*Task to carry out:* Using the records below, find every line that includes "StaticContext" and copy it.

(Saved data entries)
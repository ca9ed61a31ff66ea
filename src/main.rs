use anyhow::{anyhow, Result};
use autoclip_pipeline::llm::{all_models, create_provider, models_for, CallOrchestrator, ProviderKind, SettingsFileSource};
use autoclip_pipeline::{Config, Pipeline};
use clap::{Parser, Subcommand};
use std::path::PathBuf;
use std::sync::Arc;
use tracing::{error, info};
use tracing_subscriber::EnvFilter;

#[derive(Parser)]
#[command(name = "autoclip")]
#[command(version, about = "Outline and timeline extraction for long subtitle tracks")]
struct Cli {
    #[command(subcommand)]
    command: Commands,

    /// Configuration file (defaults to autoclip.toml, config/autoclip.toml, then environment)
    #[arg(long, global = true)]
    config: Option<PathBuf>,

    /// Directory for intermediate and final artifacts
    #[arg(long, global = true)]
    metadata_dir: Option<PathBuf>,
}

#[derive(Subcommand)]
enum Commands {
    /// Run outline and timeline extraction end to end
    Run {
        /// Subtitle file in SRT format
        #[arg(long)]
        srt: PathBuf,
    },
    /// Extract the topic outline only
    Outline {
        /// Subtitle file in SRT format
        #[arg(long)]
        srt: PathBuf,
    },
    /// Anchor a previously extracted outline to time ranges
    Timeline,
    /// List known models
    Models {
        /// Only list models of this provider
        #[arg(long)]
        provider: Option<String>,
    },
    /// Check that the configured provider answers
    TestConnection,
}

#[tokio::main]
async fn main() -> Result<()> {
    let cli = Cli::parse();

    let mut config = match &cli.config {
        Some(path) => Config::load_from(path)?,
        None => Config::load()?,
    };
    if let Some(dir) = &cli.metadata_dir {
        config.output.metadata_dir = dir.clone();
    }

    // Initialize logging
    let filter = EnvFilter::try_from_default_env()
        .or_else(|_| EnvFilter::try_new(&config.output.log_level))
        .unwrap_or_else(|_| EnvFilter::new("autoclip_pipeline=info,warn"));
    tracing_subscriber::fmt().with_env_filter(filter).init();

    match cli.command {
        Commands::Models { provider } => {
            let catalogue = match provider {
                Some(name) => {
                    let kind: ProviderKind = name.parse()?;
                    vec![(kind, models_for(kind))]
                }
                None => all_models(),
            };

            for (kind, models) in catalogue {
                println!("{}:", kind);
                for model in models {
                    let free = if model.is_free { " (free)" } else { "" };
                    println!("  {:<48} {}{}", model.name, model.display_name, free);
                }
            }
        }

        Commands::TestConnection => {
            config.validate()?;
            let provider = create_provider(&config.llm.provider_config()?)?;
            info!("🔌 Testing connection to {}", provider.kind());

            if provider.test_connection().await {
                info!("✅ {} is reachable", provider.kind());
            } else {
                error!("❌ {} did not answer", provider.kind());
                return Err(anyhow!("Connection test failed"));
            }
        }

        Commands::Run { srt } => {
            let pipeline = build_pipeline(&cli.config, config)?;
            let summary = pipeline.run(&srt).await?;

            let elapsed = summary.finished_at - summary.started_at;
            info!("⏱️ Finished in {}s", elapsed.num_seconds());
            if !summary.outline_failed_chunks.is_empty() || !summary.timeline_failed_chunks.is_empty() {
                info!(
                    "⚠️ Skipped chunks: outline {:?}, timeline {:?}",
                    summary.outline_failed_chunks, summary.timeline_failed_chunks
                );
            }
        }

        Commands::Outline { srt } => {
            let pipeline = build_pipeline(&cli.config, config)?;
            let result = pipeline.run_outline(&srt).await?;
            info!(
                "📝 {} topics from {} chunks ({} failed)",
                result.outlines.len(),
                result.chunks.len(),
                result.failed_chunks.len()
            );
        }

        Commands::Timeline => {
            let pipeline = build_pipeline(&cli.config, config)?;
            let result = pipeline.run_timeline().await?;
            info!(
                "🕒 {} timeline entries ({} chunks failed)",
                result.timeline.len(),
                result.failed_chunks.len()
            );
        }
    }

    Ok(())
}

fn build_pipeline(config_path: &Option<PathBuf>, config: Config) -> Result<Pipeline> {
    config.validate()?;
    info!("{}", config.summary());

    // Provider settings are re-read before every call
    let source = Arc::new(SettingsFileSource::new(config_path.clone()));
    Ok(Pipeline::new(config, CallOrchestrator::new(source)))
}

...

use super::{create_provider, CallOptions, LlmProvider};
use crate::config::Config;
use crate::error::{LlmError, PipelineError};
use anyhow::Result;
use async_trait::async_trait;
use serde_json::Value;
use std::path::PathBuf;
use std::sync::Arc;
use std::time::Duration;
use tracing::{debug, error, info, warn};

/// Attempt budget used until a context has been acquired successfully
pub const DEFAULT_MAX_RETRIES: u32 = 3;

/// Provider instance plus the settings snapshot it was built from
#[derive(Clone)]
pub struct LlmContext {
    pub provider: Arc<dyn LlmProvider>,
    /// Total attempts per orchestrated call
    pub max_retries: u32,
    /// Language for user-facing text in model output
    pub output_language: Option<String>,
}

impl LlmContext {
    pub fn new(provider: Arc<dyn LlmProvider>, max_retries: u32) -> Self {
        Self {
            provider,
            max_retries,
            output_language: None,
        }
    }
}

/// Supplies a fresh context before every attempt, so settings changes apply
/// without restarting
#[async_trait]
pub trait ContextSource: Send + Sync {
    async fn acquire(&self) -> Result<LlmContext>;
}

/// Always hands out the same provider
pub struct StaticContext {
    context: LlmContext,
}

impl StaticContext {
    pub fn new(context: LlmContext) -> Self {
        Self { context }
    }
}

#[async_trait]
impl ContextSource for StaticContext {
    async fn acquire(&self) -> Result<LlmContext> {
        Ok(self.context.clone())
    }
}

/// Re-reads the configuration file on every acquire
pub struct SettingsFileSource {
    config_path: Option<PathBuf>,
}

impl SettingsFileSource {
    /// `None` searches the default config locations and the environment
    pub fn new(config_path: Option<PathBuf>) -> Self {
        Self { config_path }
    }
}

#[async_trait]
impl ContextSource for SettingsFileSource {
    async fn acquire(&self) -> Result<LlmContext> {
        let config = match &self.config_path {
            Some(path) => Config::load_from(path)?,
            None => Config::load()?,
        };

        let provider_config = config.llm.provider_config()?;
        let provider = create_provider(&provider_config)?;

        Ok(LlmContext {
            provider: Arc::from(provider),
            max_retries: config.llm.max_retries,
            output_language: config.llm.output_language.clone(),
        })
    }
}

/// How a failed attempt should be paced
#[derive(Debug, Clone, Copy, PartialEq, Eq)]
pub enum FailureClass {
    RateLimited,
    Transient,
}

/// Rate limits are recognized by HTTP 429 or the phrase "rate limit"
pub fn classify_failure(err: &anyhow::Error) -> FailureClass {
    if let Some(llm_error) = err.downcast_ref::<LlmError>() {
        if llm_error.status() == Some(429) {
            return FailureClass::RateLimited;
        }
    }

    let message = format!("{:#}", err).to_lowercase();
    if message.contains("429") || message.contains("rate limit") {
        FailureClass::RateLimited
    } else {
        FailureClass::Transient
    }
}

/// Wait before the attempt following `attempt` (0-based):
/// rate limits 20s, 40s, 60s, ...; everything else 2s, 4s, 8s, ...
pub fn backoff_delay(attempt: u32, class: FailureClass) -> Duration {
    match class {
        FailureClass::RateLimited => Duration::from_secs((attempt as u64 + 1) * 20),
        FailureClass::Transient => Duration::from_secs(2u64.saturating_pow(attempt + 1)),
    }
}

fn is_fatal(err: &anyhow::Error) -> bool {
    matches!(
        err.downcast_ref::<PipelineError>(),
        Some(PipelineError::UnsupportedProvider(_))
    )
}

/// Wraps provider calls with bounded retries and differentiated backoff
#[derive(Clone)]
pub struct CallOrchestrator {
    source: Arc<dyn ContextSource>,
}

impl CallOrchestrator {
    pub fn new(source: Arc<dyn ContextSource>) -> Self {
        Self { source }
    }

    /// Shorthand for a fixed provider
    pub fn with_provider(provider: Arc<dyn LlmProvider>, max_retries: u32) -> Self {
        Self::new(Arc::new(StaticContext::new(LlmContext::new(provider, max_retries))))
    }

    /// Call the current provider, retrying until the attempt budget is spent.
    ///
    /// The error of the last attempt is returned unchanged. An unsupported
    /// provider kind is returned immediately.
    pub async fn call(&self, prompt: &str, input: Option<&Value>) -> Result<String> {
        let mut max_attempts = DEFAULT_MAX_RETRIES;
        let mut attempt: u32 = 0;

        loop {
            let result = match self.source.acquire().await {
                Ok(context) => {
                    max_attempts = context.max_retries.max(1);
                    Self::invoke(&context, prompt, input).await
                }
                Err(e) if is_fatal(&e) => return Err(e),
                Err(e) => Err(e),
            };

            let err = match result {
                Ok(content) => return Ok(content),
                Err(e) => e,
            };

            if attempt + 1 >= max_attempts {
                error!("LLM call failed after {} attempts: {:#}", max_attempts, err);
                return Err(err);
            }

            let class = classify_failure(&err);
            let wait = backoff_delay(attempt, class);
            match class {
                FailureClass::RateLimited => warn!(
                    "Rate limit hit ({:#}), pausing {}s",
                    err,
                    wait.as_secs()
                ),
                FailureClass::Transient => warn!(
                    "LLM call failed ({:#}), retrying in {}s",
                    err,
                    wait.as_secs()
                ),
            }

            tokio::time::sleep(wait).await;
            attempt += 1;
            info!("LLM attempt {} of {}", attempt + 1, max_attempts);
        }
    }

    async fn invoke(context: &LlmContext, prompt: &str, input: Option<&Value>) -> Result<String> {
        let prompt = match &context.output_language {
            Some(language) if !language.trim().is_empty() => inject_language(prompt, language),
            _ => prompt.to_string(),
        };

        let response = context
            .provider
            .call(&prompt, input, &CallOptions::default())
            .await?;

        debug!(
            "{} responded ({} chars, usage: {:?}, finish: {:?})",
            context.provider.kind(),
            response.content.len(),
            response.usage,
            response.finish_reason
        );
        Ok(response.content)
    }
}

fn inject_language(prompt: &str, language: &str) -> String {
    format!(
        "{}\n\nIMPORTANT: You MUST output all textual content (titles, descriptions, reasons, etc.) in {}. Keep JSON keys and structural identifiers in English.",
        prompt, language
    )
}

*Answer space:*
pub struct StaticContext {
impl StaticContext {
impl ContextSource for StaticContext {
        Self::new(Arc::new(StaticContext::new(LlmContext::new(provider, max_retries))))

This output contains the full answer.